XXVI/ Minet à Orléans
Mes chers petits amis, me voilà maintenant à Orléans avec la bonne famille que j'ai
suivie pendant plusieurs années.
Ma maîtresse a fait la semaine dernière un voyage à Paris. Elle s'est rendue chez la
mère Françoise, place de Vintimille n° 6 où je suis né. Elle a appris que l'un de mes frères, qui
avait vécu en vagabond, avait été écrasé par une voiture; qu'un autre avait passé sa vie dans les
carrières de Montmartre et qu'il avait été mangé pendant le siège, qu'un troisième, qu'une
famille avait emmené dans les Ardennes, s'était sauvé dans les forêts pour vivre en liberté et
qu'il avait été dévoré par une bête sauvage.

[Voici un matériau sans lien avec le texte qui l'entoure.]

/// Reads and decodes a player file from disk.
///
/// Read failures are reported as [`DecodeError::Io`] so that an unreadable
/// file is skipped like a corrupt one.
///
/// # Errors
///
/// Returns an error if the file cannot be read or decoded.
pub fn read_file(path: &Path) -> DecodeResult<Compound> {
    let bytes = std::fs::read(path).map_err(DecodeError::Io)?;
    decode(&bytes)
}

/// Decompresses (if needed) and decodes a binary tag stream.
///
/// # Errors
///
/// Returns an error if the stream is corrupt, truncated or not rooted in a
/// compound.
pub fn decode(bytes: &[u8]) -> DecodeResult<Compound> {
    let raw = decompress(bytes)?;
    TagReader::new(&raw).read_root()
}

/// Inflates gzip or zlib input; anything else is returned untouched.
///
/// # Errors
///
/// Returns [`DecodeError::Decompress`] if the compressed stream is corrupt.
pub fn decompress(bytes: &[u8]) -> DecodeResult<Cow<'_, [u8]>> {
    match bytes {
        [0x1f, 0x8b, ..] => inflate(GzDecoder::new(bytes)),
        [0x78, flags, ..] if u16::from_be_bytes([0x78, *flags]) % 31 == 0 => {
            inflate(ZlibDecoder::new(bytes))
        }
        _ => Ok(Cow::Borrowed(bytes)),
    }
}

fn inflate<R: Read>(mut reader: R) -> DecodeResult<Cow<'static, [u8]>> {
    let mut out = Vec::new();
    reader
        .read_to_end(&mut out)
        .map_err(DecodeError::Decompress)?;
    Ok(Cow::Owned(out))
}

struct TagReader<'a> {
    cursor: Cursor<&'a [u8]>,
    depth: usize,
}

impl<'a> TagReader<'a> {
    fn new(bytes: &'a [u8]) -> Self {
        Self {
            cursor: Cursor::new(bytes),
            depth: 0,
        }
    }

    fn read_root(&mut self) -> DecodeResult<Compound> {
        let kind = self.read_kind()?;
        if kind != TagKind::Compound {
            return Err(DecodeError::RootNotCompound(kind.name()));
        }
        let _name = self.read_string()?;
        self.read_compound()
    }

    fn remaining(&self) -> usize {
        let len = self.cursor.get_ref().len() as u64;
        len.saturating_sub(self.cursor.position()) as usize
    }

    fn read_kind(&mut self) -> DecodeResult<TagKind> {
        TagKind::from_id(self.cursor.read_u8()?)
    }

    /// Reads an i32 length and checks that `len * width` bytes remain.
    fn read_len(&mut self, width: usize) -> DecodeResult<usize> {
        let len = self.cursor.read_i32::<BigEndian>()?;
        let len = usize::try_from(len).map_err(|_| DecodeError::NegativeLength(len))?;
        if len.saturating_mul(width) > self.remaining() {
            return Err(DecodeError::UnexpectedEof);
        }
        Ok(len)
    }

    fn enter(&mut self) -> DecodeResult<()> {
        self.depth += 1;
        if self.depth > MAX_DEPTH {
            return Err(DecodeError::TooDeep(MAX_DEPTH));
        }
        Ok(())
    }

    fn read_payload(&mut self, kind: TagKind) -> DecodeResult<Tag> {
        Ok(match kind {
            // End only terminates compounds; it never carries a payload.
            TagKind::End => return Err(DecodeError::UnknownTagType(0)),
            TagKind::Byte => Tag::Byte(self.cursor.read_i8()?),
            TagKind::Short => Tag::Short(self.cursor.read_i16::<BigEndian>()?),
            TagKind::Int => Tag::Int(self.cursor.read_i32::<BigEndian>()?),
            TagKind::Long => Tag::Long(self.cursor.read_i64::<BigEndian>()?),
            TagKind::Float => Tag::Float(self.cursor.read_f32::<BigEndian>()?),
            TagKind::Double => Tag::Double(self.cursor.read_f64::<BigEndian>()?),
            TagKind::ByteArray => {
                let len = self.read_len(1)?;
                let mut buf = vec![0i8; len];
                self.cursor.read_i8_into(&mut buf)?;
                Tag::ByteArray(buf)
            }
            TagKind::String => Tag::String(self.read_string()?),
            TagKind::List => Tag::List(self.read_list()?),
            TagKind::Compound => Tag::Compound(self.read_compound()?),
            TagKind::IntArray => {
                let len = self.read_len(4)?;
                let mut buf = vec![0i32; len];
                self.cursor.read_i32_into::<BigEndian>(&mut buf)?;
                Tag::IntArray(buf)
            }
            TagKind::LongArray => {
                let len = self.read_len(8)?;
                let mut buf = vec![0i64; len];
                self.cursor.read_i64_into::<BigEndian>(&mut buf)?;
                Tag::LongArray(buf)
            }
        })
    }

    fn read_compound(&mut self) -> DecodeResult<Compound> {
        self.enter()?;
        let mut map = Compound::new();
        loop {
            let kind = self.read_kind()?;
            if kind == TagKind::End {
                break;
            }
            let name = self.read_string()?;
            if map.contains_key(&name) {
                return Err(DecodeError::DuplicateKey(name));
            }
            let value = self.read_payload(kind)?;
            map.insert(name, value);
        }
        self.depth -= 1;
        Ok(map)
    }

    fn read_list(&mut self) -> DecodeResult<List> {
        self.enter()?;
        let kind = self.read_kind()?;
        let len = self.read_len(0)?;
        if kind == TagKind::End {
            if len > 0 {
                return Err(DecodeError::EndList(len));
            }
            self.depth -= 1;
            return Ok(List::empty());
        }
        // Every element takes at least one byte, so `remaining` bounds the
        // allocation for lying length prefixes.
        let mut items = Vec::with_capacity(len.min(self.remaining()));
        for _ in 0..len {
            items.push(self.read_payload(kind)?);
        }
        self.depth -= 1;
        Ok(List { kind, items })
    }

    fn read_string(&mut self) -> DecodeResult<String> {
        let len = usize::from(self.cursor.read_u16::<BigEndian>()?);
        if len > self.remaining() {
            return Err(DecodeError::UnexpectedEof);
        }
        let mut buf = vec![0u8; len];
        self.cursor.read_exact(&mut buf)?;
        decode_mutf8(&buf)
    }
}
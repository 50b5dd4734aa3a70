//! In-memory document store for dry runs and tests.

use async_trait::async_trait;
use mongodb::bson::oid::ObjectId;
use mongodb::bson::{doc, Bson, Document};
use std::sync::{Mutex, MutexGuard};

use super::{user_uuid, DocumentStore};
use crate::error::Result;

#[derive(Debug, Default)]
struct Collections {
    users: Vec<Document>,
    banks: Vec<Document>,
    bulk_writes: usize,
}

/// Store that keeps documents in memory.
#[derive(Debug, Default)]
pub struct MemoryStore {
    inner: Mutex<Collections>,
}

impl MemoryStore {
    /// Creates an empty store.
    #[must_use]
    pub fn new() -> Self {
        Self::default()
    }

    fn lock(&self) -> MutexGuard<'_, Collections> {
        self.inner
            .lock()
            .unwrap_or_else(std::sync::PoisonError::into_inner)
    }

    /// Snapshot of the `users` collection.
    #[must_use]
    pub fn users(&self) -> Vec<Document> {
        self.lock().users.clone()
    }

    /// Snapshot of the `banks` collection.
    #[must_use]
    pub fn banks(&self) -> Vec<Document> {
        self.lock().banks.clone()
    }

    /// Number of non-empty bulk writes received.
    #[must_use]
    pub fn bulk_writes(&self) -> usize {
        self.lock().bulk_writes
    }
}

#[async_trait]
impl DocumentStore for MemoryStore {
    async fn find_user_id(&self, uuid: &str) -> Result<Option<Bson>> {
        let inner = self.lock();
        Ok(inner
            .users
            .iter()
            .find(|u| u.get_str("uuid").is_ok_and(|v| v == uuid))
            .and_then(|u| u.get("_id").cloned()))
    }

    async fn insert_user(&self, uuid: &str) -> Result<Bson> {
        let id = Bson::ObjectId(ObjectId::new());
        self.lock().users.push(doc! { "_id": id.clone(), "uuid": uuid });
        Ok(id)
    }

    async fn insert_banks(&self, banks: Vec<Document>) -> Result<u64> {
        if banks.is_empty() {
            return Ok(0);
        }
        let mut inner = self.lock();
        inner.bulk_writes += 1;
        let count = banks.len() as u64;
        for mut bank in banks {
            if !bank.contains_key("_id") {
                bank.insert("_id", ObjectId::new());
            }
            inner.banks.push(bank);
        }
        Ok(count)
    }

    async fn upsert_users(&self, users: Vec<Document>) -> Result<u64> {
        if users.is_empty() {
            return Ok(0);
        }
        let mut inner = self.lock();
        inner.bulk_writes += 1;
        let count = users.len() as u64;
        for mut user in users {
            let uuid = user_uuid(&user)?.to_string();
            let existing = inner
                .users
                .iter_mut()
                .find(|u| u.get_str("uuid").is_ok_and(|v| v == uuid));
            match existing {
                Some(current) => {
                    if let Some(id) = current.get("_id").cloned() {
                        user.insert("_id", id);
                    }
                    *current = user;
                }
                None => {
                    user.insert("_id", ObjectId::new());
                    inner.users.push(user);
                }
            }
        }
        Ok(count)
    }
}

#[cfg(test)]
mod tests {
    use super::*;

    #[tokio::test]
    async fn test_user_lookup_or_insert() {
        let store = MemoryStore::new();
        assert!(store.find_user_id("abc").await.unwrap().is_none());

        let id = store.insert_user("abc").await.unwrap();
        assert_eq!(store.find_user_id("abc").await.unwrap(), Some(id));
        assert_eq!(store.users().len(), 1);
    }

    #[tokio::test]
    async fn test_upsert_replaces_by_uuid_and_keeps_id() {
        let store = MemoryStore::new();
        let id = store.insert_user("abc").await.unwrap();

        let written = store
            .upsert_users(vec![
                doc! { "uuid": "abc", "name": "Steve" },
                doc! { "uuid": "def", "name": "Alex" },
            ])
            .await
            .unwrap();
        assert_eq!(written, 2);

        let users = store.users();
        assert_eq!(users.len(), 2);
        assert_eq!(users[0].get("_id"), Some(&id));
        assert_eq!(users[0].get_str("name").unwrap(), "Steve");
        assert_eq!(store.bulk_writes(), 1);
    }

    #[tokio::test]
    async fn test_empty_batches_are_noops() {
        let store = MemoryStore::new();
        assert_eq!(store.insert_banks(Vec::new()).await.unwrap(), 0);
        assert_eq!(store.upsert_users(Vec::new()).await.unwrap(), 0);
        assert_eq!(store.bulk_writes(), 0);
    }

    #[tokio::test]
    async fn test_upsert_without_uuid_fails() {
        let store = MemoryStore::new();
        let result = store.upsert_users(vec![doc! { "name": "nobody" }]).await;
        assert!(result.is_err());
    }
}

Je suis vieux ; il m'est arrivé bien des aventures mais j'ai toujours été heureux avec ma
bonne maîtresse. Pour une seule fois que j'avais désobéi, il m'est arrivé grand malheur; aussi,
plus jamais n'ai-je recommencé.
Si vous saviez ce que je vois maintenant de mes fenêtres. Dieu! Que c'est beau ! C'est la
place du Martroi. Quelle jolie jeune fille avec un casque, une épée et un étendard, sur un beau
cheval. Comme elle a dû faire la guerre avec vaillance! C'est elle qui conduisit autrefois nos
armées à la victoire, qui délivra Orléans et sauva la France. C'est Jeanne d'Arc dont vos
savants professeurs vous raconteront l'histoire.
Mes amis, préparez-vous à sauver aussi la France lorsqu'elle sera menacée.